_Prompt_: Determine how many lines of the material below contain "Internal". Report only that figure.

*** Begin section ***

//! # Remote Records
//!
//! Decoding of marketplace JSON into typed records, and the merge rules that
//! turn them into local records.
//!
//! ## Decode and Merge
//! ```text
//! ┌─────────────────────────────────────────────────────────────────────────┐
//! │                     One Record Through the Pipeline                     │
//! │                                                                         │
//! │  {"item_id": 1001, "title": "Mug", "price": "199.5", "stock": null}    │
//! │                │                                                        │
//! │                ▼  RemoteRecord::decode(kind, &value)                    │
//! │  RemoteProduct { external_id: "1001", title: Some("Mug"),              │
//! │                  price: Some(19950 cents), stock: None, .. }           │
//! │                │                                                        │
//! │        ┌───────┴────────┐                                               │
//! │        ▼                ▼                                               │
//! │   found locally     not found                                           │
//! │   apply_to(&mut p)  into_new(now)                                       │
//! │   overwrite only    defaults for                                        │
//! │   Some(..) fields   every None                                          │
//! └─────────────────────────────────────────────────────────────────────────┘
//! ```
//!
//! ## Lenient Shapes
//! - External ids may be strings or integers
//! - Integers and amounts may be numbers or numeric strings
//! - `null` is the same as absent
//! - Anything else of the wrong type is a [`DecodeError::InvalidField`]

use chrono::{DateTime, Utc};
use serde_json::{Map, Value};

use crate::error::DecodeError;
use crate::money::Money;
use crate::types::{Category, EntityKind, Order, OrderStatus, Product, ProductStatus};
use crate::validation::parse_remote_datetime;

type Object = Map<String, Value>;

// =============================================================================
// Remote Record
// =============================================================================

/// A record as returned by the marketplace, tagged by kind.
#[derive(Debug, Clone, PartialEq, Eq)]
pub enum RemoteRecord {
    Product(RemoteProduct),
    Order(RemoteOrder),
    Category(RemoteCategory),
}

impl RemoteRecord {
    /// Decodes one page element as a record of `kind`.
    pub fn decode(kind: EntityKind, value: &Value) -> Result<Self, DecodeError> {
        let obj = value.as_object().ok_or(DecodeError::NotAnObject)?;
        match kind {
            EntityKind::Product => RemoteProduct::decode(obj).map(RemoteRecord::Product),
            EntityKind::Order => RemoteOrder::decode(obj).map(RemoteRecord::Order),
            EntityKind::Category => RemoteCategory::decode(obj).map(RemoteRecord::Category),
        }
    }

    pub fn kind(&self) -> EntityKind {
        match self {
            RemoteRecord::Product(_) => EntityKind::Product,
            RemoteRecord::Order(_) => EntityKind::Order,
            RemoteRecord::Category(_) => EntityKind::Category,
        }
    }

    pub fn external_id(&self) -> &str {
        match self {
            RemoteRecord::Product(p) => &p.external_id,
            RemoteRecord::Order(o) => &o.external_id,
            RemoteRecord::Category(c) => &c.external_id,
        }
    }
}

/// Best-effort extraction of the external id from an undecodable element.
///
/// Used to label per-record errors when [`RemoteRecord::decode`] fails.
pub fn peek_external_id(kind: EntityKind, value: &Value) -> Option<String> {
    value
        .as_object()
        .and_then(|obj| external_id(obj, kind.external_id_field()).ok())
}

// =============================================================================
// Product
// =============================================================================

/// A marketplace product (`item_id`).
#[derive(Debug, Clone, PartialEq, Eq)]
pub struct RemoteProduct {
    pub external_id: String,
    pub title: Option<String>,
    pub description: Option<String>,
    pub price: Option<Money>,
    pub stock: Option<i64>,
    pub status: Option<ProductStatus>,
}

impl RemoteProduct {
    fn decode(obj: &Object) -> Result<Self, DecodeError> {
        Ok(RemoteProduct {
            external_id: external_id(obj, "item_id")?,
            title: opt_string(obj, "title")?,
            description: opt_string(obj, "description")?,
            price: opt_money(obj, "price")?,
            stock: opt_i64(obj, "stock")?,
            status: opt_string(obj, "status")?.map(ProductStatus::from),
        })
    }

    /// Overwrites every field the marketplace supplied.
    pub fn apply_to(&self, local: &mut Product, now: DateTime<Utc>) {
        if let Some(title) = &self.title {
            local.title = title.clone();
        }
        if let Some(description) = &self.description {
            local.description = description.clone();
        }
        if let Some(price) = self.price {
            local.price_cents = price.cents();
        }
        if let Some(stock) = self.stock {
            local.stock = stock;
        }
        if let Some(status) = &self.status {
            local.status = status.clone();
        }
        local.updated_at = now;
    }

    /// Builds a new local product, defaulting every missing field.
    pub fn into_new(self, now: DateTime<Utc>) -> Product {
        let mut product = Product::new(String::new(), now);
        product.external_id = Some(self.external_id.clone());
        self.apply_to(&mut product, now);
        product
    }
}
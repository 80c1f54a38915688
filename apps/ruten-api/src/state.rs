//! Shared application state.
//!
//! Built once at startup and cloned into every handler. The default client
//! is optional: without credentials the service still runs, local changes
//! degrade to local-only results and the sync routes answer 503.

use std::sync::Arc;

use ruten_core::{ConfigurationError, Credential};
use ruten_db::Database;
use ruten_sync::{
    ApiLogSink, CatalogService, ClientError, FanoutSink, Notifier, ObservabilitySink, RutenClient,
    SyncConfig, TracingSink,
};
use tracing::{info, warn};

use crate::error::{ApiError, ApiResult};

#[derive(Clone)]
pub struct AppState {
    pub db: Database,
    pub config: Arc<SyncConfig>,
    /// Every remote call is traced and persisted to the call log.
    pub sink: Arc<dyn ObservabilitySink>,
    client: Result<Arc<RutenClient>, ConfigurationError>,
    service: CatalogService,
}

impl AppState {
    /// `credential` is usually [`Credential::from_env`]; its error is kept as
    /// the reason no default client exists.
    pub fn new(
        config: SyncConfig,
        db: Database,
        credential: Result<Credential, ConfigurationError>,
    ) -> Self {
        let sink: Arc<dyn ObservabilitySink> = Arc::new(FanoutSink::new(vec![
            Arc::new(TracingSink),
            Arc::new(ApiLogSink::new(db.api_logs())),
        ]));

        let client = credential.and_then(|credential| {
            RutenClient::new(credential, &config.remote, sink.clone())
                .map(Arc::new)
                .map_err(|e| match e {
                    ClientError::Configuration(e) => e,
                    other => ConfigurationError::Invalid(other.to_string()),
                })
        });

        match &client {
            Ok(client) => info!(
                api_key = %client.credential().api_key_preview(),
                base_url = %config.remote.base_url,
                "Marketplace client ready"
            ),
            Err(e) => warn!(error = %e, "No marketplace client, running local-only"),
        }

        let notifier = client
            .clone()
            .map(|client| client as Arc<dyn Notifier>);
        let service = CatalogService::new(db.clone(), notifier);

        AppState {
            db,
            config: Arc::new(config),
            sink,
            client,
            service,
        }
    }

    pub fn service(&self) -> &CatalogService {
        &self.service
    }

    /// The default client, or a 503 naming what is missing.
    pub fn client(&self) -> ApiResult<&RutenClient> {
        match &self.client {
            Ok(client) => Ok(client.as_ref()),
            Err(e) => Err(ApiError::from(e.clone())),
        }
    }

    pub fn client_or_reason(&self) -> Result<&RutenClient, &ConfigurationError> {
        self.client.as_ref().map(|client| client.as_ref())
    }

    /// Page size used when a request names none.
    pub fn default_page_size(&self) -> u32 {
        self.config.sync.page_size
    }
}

*** End section ***
*** Begin section ***

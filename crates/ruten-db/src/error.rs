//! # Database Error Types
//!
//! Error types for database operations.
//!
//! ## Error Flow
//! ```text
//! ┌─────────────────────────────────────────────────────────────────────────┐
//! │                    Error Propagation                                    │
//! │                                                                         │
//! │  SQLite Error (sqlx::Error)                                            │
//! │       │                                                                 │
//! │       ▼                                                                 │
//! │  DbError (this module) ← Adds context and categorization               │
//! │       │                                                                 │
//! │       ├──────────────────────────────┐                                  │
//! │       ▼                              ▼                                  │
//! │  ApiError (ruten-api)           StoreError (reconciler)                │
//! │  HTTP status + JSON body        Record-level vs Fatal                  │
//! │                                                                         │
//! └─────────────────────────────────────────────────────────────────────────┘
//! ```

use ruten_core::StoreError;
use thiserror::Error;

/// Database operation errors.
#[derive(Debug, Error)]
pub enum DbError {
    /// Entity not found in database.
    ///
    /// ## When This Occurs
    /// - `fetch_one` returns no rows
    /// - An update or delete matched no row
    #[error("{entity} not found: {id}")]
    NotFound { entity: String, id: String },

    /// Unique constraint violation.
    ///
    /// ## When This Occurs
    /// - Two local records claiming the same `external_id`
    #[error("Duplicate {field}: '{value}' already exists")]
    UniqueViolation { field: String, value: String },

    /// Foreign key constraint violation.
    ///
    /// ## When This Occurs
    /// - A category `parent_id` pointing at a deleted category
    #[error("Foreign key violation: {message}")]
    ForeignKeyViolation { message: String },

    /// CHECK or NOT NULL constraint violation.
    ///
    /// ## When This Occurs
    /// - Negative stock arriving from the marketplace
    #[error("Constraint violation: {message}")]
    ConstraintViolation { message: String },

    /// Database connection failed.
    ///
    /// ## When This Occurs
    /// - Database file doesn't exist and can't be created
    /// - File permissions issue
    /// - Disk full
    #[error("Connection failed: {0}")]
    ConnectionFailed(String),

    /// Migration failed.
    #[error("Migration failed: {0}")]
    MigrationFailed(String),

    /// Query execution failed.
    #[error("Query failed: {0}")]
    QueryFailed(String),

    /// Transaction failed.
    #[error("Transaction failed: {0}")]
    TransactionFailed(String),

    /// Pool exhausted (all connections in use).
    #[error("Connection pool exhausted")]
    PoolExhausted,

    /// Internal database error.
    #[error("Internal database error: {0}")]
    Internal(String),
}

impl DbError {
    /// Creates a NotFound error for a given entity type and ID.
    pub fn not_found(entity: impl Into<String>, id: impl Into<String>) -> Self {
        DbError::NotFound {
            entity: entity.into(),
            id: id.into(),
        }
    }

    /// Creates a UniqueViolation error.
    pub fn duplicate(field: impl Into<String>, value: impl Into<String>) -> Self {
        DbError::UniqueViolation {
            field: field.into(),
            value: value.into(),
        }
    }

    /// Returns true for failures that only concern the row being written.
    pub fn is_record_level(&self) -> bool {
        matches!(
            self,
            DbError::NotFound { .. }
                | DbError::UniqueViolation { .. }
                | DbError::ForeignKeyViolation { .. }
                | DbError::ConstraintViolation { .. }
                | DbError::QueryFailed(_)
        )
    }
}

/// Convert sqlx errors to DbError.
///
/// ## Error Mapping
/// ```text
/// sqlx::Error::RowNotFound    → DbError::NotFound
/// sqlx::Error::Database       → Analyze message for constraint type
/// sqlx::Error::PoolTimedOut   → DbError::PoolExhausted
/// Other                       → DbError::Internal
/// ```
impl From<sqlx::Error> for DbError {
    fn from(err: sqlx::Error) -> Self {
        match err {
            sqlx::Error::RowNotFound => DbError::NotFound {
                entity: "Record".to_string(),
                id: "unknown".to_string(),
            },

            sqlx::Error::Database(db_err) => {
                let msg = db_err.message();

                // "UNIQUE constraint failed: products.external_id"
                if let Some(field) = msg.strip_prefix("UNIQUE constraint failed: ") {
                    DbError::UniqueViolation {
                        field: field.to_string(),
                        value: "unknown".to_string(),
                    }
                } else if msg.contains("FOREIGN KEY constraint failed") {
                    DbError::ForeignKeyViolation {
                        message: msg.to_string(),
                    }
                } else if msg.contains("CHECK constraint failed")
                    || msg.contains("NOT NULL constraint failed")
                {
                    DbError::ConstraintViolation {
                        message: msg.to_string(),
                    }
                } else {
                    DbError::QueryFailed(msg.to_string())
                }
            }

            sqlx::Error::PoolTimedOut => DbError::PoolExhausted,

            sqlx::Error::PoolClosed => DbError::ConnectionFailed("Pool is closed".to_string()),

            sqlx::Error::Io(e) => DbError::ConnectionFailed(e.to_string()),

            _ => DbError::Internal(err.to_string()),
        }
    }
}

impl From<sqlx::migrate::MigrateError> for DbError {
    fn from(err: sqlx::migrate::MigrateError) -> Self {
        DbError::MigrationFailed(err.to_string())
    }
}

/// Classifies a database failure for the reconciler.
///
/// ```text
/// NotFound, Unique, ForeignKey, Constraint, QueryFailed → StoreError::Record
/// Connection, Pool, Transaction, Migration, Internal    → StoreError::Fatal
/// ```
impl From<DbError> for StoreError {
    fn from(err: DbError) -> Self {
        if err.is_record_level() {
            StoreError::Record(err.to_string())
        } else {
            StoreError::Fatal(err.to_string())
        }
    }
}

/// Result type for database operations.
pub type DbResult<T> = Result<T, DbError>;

*** End section ***

_Answer for this exercise_: 6